In an economy that is crumbling today, his entire organisation has been pushed behind the eight-ball. Therefore, he cannot automatically count on the commitment of 207,200 voters that voted for him in 2015. Actually, any astute political mind will tell you that it is now a foregone conclusion that if Granger stands for office in 2020, he will not get more than 200,000 votes in the 2020 elections. Two reasons – that five per cent from the PPP is now well entrenched back into the PPP fold thanks to the superb grassroots political work of President Jagdeo. Secondly, although that 10 per cent called the rational middle might not automatically vote for the PPP, they have totally abandoned the AFC and have little interest in the ideas coming from the PNC (coalition, call it what you want, it is the PNC). Actually, today the PNC is right back where it was in 2006 at its natural strength of 35 per cent of the population.
So listening to Granger’s comments while he was in Atlanta is a stark reminder that the PNC is out of political options, save and except for compromised elections. That is why Patterson is so vital to 2020.
It is important that all Guyanese reject this 1970/1980’s line of thinking from Granger. Guyana was fortunate in the past to have a “President Hoyte” who was wise enough to put an end to all the selfish political opportunism practices by a few that were nothing else but antiquated and antedated.
I am not here giving the PPP a free pass. We all know the PPP did much wrong in their style of governance, but there is a fundamental difference I am seeing between Granger’s term and the PPP’s terms – the PNC’s appears willing to tamper with the electoral process, they are grossly incompetent at growing the economy and they are unprepared to seek help, and most worrisome is that the PNC seems very willing to engage in ethnic and racial suppression.
For a country like Guyana to grow economically, it needs ethnic calm and racial stability. Unfortunately, the Ministry of the Presidency appears to be one of the lead perpetrators of this instability. As a retired politician, I find myself asking how have we arrived at this point and what can we do to stop it.

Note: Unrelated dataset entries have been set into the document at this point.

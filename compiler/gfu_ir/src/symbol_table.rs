//! Per-context symbol interner.
//!
//! One table belongs to one global context. Interning goes through `&self`
//! so the reader and primitives can intern while the context is shared;
//! a `RwLock` keeps that sound if an embedder moves the context across
//! threads between sessions.

use parking_lot::RwLock;
use rustc_hash::FxHashMap;

use crate::{Sym, Tag};

/// Interning failed.
#[derive(Debug, Clone, PartialEq, Eq, thiserror::Error)]
pub enum InternError {
    /// Every `u32` tag has been handed out.
    #[error("symbol table exhausted after {count} symbols")]
    TagOverflow { count: usize },
}

#[derive(Default)]
struct Tables {
    by_name: FxHashMap<Box<str>, Sym>,
    by_tag: Vec<Sym>,
}

/// Name/tag bijection for one context.
#[derive(Default)]
pub struct SymbolTable {
    tables: RwLock<Tables>,
}

impl SymbolTable {
    pub fn new() -> Self {
        Self::default()
    }

    /// Intern `name`, returning the existing symbol if it was seen before.
    pub fn try_intern(&self, name: &str) -> Result<Sym, InternError> {
        // Fast path: already interned
        if let Some(sym) = self.tables.read().by_name.get(name) {
            return Ok(sym.clone());
        }

        let mut tables = self.tables.write();

        // Double-check after acquiring the write lock
        if let Some(sym) = tables.by_name.get(name) {
            return Ok(sym.clone());
        }

        let count = tables.by_tag.len();
        let raw = u32::try_from(count).map_err(|_| InternError::TagOverflow { count })?;
        let sym = Sym::new(name.into(), Tag::new(raw));
        tables.by_tag.push(sym.clone());
        tables.by_name.insert(name.into(), sym.clone());
        Ok(sym)
    }

    /// Intern `name`.
    ///
    /// # Panics
    /// Panics once more than `u32::MAX` distinct names have been interned.
    pub fn intern(&self, name: &str) -> Sym {
        self.try_intern(name).unwrap_or_else(|e| panic!("{e}"))
    }

    /// Look up a symbol by name without interning it.
    pub fn get(&self, name: &str) -> Option<Sym> {
        self.tables.read().by_name.get(name).cloned()
    }

    /// Look up a symbol by tag.
    pub fn by_tag(&self, tag: Tag) -> Option<Sym> {
        self.tables.read().by_tag.get(tag.index()).cloned()
    }

    pub fn len(&self) -> usize {
        self.tables.read().by_tag.len()
    }

    pub fn is_empty(&self) -> bool {
        self.len() == 0
    }
}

First off, we must all call for a time-out and it must be led by President Granger. He must stop this vulgarity and rule the country like a leader, not a tribalist. He must stop operating like a “Vulgarian-in-Chief” on the public service appointments, on the application of the rule of law and most importantly, on the social cohesion process. He must trust all the Guyanese people and engage and collaborate more. If he does good, the people will embrace him but so far the people are judging him by his actions and he comes across as aloft and bigoted.
Yes, he may lose at free and fair elections, but he must be the bigger man and recognise what is at stake here – Guyana, not the PNC or PPP. For 50 years this nation has suffered economically and politically, so much so that we have more Guyanese outside of Guyana rather than inside, so why would you want to rule the country in such a manner to continue to push our brightest and best out of the country every day?